| 21 June 2012
Vigilance can report that the MoD this week awarded Rolls Royce a £1.1 billion contract to produce new reactor cores for the Royal Navy’s nuclear submarines and upgrade the plant where they will be built.
According to a source at the MoD the nuclear reactor cores will be used to power the seventh and final Astute Class submarine and the first of the Royal Navy’s next generation of nuclear deterrent submarines, known as the Successor Class.
The source said the investment – which secures 300 jobs at Rolls Royce - would also fund an eleven-year refurbishment of Rolls Royce’s plant at Raynesway in Derby, extending its operating lifetime by more than 40 years.
Also, Vigilance learnt that the contract will see construction of new buildings that will replace existing facilities that have reached the end of their useful life.
Replacing the existing infrastructure with state of the art nuclear reactor core production facilities will cost around £500m. A further £600m will be spent on producing new reactor cores for the Astute and Successor Class submarines.
Defence Secretary, Philip Hammond said: “Having balanced the MoD’s books we can now invest in vital strategic capabilities to meet the present and future defence needs of the UK. “This contract will secure hundreds of highly-skilled jobs for UK industry, while retaining our sovereign nuclear capability.”
Secretary Hammond added: “The Raynesway site has played a key part in the production and maintenance of our nuclear deterrent for more than 50 years.

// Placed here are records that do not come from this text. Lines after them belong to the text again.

//! Inbound webhook authenticity checks.
//!
//! Each provider authenticates deliveries differently: GitHub signs the raw
//! body with HMAC-SHA256, GitLab sends a static token header, Azure DevOps
//! sends HTTP Basic credentials. All comparisons are constant-time.

use base64::engine::general_purpose::STANDARD as BASE64;
use base64::Engine as _;
use hmac::{Hmac, Mac};
use sha2::Sha256;
use subtle::ConstantTimeEq;

type HmacSha256 = Hmac<Sha256>;

/// Signature header prefix GitHub uses for SHA-256 signatures.
const GITHUB_SIGNATURE_PREFIX: &str = "sha256=";

/// Verify a GitHub webhook signature.
///
/// # Arguments
/// * `secret` - Webhook signing secret
/// * `body` - Raw webhook body bytes
/// * `signature_header` - Value of the `x-hub-signature-256` header,
///   expected as `sha256=<hex>`
///
/// # Returns
/// `true` if the signature is valid, `false` otherwise
#[must_use]
pub fn verify_github_signature(secret: &str, body: &[u8], signature_header: &str) -> bool {
    let Some(signature_hex) = signature_header.strip_prefix(GITHUB_SIGNATURE_PREFIX) else {
        return false;
    };

    let Ok(signature_bytes) = hex::decode(signature_hex) else {
        return false;
    };

    let Ok(mut mac) = HmacSha256::new_from_slice(secret.as_bytes()) else {
        return false;
    };
    mac.update(body);
    let computed = mac.finalize().into_bytes();

    // Constant-time comparison to prevent timing attacks
    computed.as_slice().ct_eq(&signature_bytes).into()
}

/// Verify a GitLab webhook token. Exact match, case-sensitive, no trimming.
#[must_use]
pub fn verify_gitlab_token(expected: &str, provided: &str) -> bool {
    expected.as_bytes().ct_eq(provided.as_bytes()).into()
}

/// Verify HTTP Basic credentials from an `Authorization` header value against
/// the expected username and password.
#[must_use]
pub fn verify_basic_auth(expected_user: &str, expected_password: &str, header: &str) -> bool {
    let Some(encoded) = header.strip_prefix("Basic ") else {
        return false;
    };

    let Ok(decoded) = BASE64.decode(encoded) else {
        return false;
    };
    let Ok(credentials) = String::from_utf8(decoded) else {
        return false;
    };
    let Some((username, password)) = credentials.split_once(':') else {
        return false;
    };

    let user_ok: bool = username.as_bytes().ct_eq(expected_user.as_bytes()).into();
    let password_ok: bool = password
        .as_bytes()
        .ct_eq(expected_password.as_bytes())
        .into();
    user_ok && password_ok
}
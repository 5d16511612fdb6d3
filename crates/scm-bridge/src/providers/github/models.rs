//! GitHub REST API payloads, limited to the fields this service touches.

use serde::{Deserialize, Serialize};

/// Webhook delivery configuration.
#[derive(Debug, Clone, Serialize, Deserialize)]
pub struct WebhookConfig {
    pub url: String,
    pub content_type: String,
    #[serde(default)]
    pub insecure_ssl: String,
    #[serde(default, skip_serializing_if = "Option::is_none")]
    pub secret: Option<String>,
}

/// A registered repository webhook.
#[derive(Debug, Clone, Deserialize)]
pub struct Webhook {
    pub id: u64,
    pub config: WebhookConfig,
}

/// Request to create a webhook.
#[derive(Debug, Serialize)]
pub struct CreateWebhookRequest {
    pub name: String,
    pub active: bool,
    pub events: Vec<String>,
    pub config: WebhookConfig,
}

/// `GET /git/ref/...` response.
#[derive(Debug, Deserialize)]
pub struct GitRef {
    pub object: GitObject,
}

#[derive(Debug, Deserialize)]
pub struct GitObject {
    pub sha: String,
}

/// Request to create a git ref.
#[derive(Debug, Serialize)]
pub struct CreateRefRequest {
    #[serde(rename = "ref")]
    pub ref_name: String,
    pub sha: String,
}

/// The slice of a contents response needed to update the file later.
#[derive(Debug, Deserialize)]
pub struct ContentFile {
    pub sha: String,
}

/// `PUT /contents/{path}` request body.
#[derive(Debug, Serialize)]
pub struct WriteFileRequest {
    pub message: String,
    pub content: String,
    pub branch: String,
    #[serde(skip_serializing_if = "Option::is_none")]
    pub sha: Option<String>,
}

/// Request to open a pull request.
#[derive(Debug, Serialize)]
pub struct CreatePullRequest {
    pub title: String,
    pub body: String,
    pub head: String,
    pub base: String,
}

/// The slice of a pull request response returned to callers.
#[derive(Debug, Deserialize)]
pub struct PullRequest {
    pub number: u64,
    pub html_url: String,
    pub title: String,
}
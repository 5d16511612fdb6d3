//! Cross-provider pull request automation and webhook bridge.
//!
//! This crate provides:
//! - REST clients for GitHub (App auth), GitLab (PAT) and Azure DevOps (PAT)
//! - Idempotent webhook registration against each provider
//! - A single change-request workflow running over a provider trait
//! - Inbound webhook receivers with per-provider authenticity checks
//! - HTTP server exposing the trigger and callback endpoints
//! - A demonstration page that drives the GitHub workflow

#![warn(clippy::pedantic)]
#![allow(clippy::module_name_repetitions)]
#![allow(clippy::missing_errors_doc)] // Many async API methods can fail

pub mod config;
pub mod handlers;
pub mod providers;
pub mod server;
pub mod webhooks;
pub mod workflow;

pub use config::Config;
pub use providers::{
    AzureProvider, Branch, ChangeRequest, FileChange, GitHubProvider, GitLabProvider, ProjectRef,
    ProviderError, RemoteFile, ScmProvider, WebhookSubscription,
};
pub use workflow::{run_change_workflow, ChangeSummary};
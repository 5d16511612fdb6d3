//! GitHub webhook receiver.
//!
//! Verifies the HMAC-SHA256 body signature when a secret is configured, then
//! logs the salient fields of the event and acknowledges.

use axum::{
    body::Bytes,
    extract::State,
    http::HeaderMap,
    response::Json,
};
use serde_json::{json, Value};
use tracing::{error, info, warn};

use super::{header_str, json_str, json_u64, parse_failure, unauthorized, WebhookRejection};
use crate::server::AppState;
use crate::webhooks::verify_github_signature;

pub async fn github_webhook(
    State(state): State<AppState>,
    headers: HeaderMap,
    body: Bytes,
) -> Result<Json<Value>, WebhookRejection> {
    let event = header_str(&headers, "x-github-event").unwrap_or("unknown");
    let delivery = header_str(&headers, "x-github-delivery").unwrap_or("unknown");

    if let Some(secret) = &state.config.github_webhook_secret {
        let verified = header_str(&headers, "x-hub-signature-256")
            .is_some_and(|signature| verify_github_signature(secret, &body, signature));
        if !verified {
            warn!(delivery_id = %delivery, "Invalid or missing webhook signature");
            return Err(unauthorized("Invalid signature"));
        }
    } else {
        warn!("GITHUB_WEBHOOK_SECRET not set - accepting webhook without verification");
    }

    let payload: Value = serde_json::from_slice(&body).map_err(|e| {
        error!(error = %e, delivery_id = %delivery, "Failed to parse webhook payload");
        parse_failure()
    })?;

    info!(
        event_type = %event,
        delivery_id = %delivery,
        "Received GitHub webhook"
    );

    match event {
        "pull_request" => {
            info!(
                action = json_str(&payload, &["action"]).unwrap_or("unknown"),
                number = json_u64(&payload, &["pull_request", "number"]).unwrap_or(0),
                title = json_str(&payload, &["pull_request", "title"]).unwrap_or(""),
                state = json_str(&payload, &["pull_request", "state"]).unwrap_or(""),
                url = json_str(&payload, &["pull_request", "html_url"]).unwrap_or(""),
                "Pull request event"
            );
        }
        "push" => {
            info!(
                git_ref = json_str(&payload, &["ref"]).unwrap_or("unknown"),
                pusher = json_str(&payload, &["pusher", "name"]).unwrap_or("unknown"),
                "Push event"
            );
        }
        "issues" => {
            info!(
                action = json_str(&payload, &["action"]).unwrap_or("unknown"),
                number = json_u64(&payload, &["issue", "number"]).unwrap_or(0),
                title = json_str(&payload, &["issue", "title"]).unwrap_or(""),
                "Issue event"
            );
        }
        "issue_comment" => {
            info!(
                action = json_str(&payload, &["action"]).unwrap_or("unknown"),
                issue = json_u64(&payload, &["issue", "number"]).unwrap_or(0),
                "Issue comment event"
            );
        }
        other => {
            info!(event_type = %other, "Received unrecognized event");
        }
    }

    Ok(Json(json!({
        "success": true,
        "received": true,
        "event": event,
        "delivery": delivery,
    })))
}
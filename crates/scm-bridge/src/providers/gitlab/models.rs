//! GitLab REST API payloads, limited to the fields this service touches.

use serde::{Deserialize, Serialize};

/// `GET /projects/{path}` response.
#[derive(Debug, Deserialize)]
pub struct Project {
    pub id: u64,
}

/// A registered project hook.
#[derive(Debug, Deserialize)]
pub struct Hook {
    pub id: u64,
    pub url: String,
}

/// Request to create a project hook. Merge request events only; everything
/// else is explicitly disabled.
#[derive(Debug, Serialize)]
pub struct CreateHookRequest {
    pub url: String,
    pub merge_requests_events: bool,
    pub push_events: bool,
    pub issues_events: bool,
    pub wiki_page_events: bool,
    pub pipeline_events: bool,
    pub tag_push_events: bool,
    pub note_events: bool,
    pub enable_ssl_verification: bool,
}

impl CreateHookRequest {
    pub fn merge_requests_only(url: &str) -> Self {
        Self {
            url: url.to_string(),
            merge_requests_events: true,
            push_events: false,
            issues_events: false,
            wiki_page_events: false,
            pipeline_events: false,
            tag_push_events: false,
            note_events: false,
            enable_ssl_verification: true,
        }
    }
}

/// `GET /repository/branches/{name}` response.
#[derive(Debug, Deserialize)]
pub struct GitLabBranch {
    pub name: String,
    pub commit: Commit,
}

#[derive(Debug, Deserialize)]
pub struct Commit {
    pub id: String,
}

/// Request to create a branch.
#[derive(Debug, Serialize)]
pub struct CreateBranchRequest {
    pub branch: String,
    #[serde(rename = "ref")]
    pub ref_name: String,
}

/// `POST`/`PUT /repository/files/{path}` request body.
#[derive(Debug, Serialize)]
pub struct WriteFileRequest {
    pub branch: String,
    pub content: String,
    pub commit_message: String,
}

/// Request to open a merge request.
#[derive(Debug, Serialize)]
pub struct CreateMergeRequest {
    pub source_branch: String,
    pub target_branch: String,
    pub title: String,
    pub description: String,
}

/// The slice of a merge request response returned to callers.
#[derive(Debug, Deserialize)]
pub struct MergeRequest {
    pub iid: u64,
    pub web_url: String,
    pub title: String,
}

This regeneration will make sure it continues to do so for many years to come.”
The MoD’s Director of Submarines, Rear Admiral Simon Lister, said: “I am very pleased that this contract has been signed as it will ensure that our future submarines are powered with the very best reactor cores.”
RA Lister added: “Raynesway is a centre of excellence for nuclear reactor core production and the site works to stringent health and safety practices. The site has an excellent safety record and this investment will make sure that the very highest standards of nuclear and conventional safety continue to be maintained.”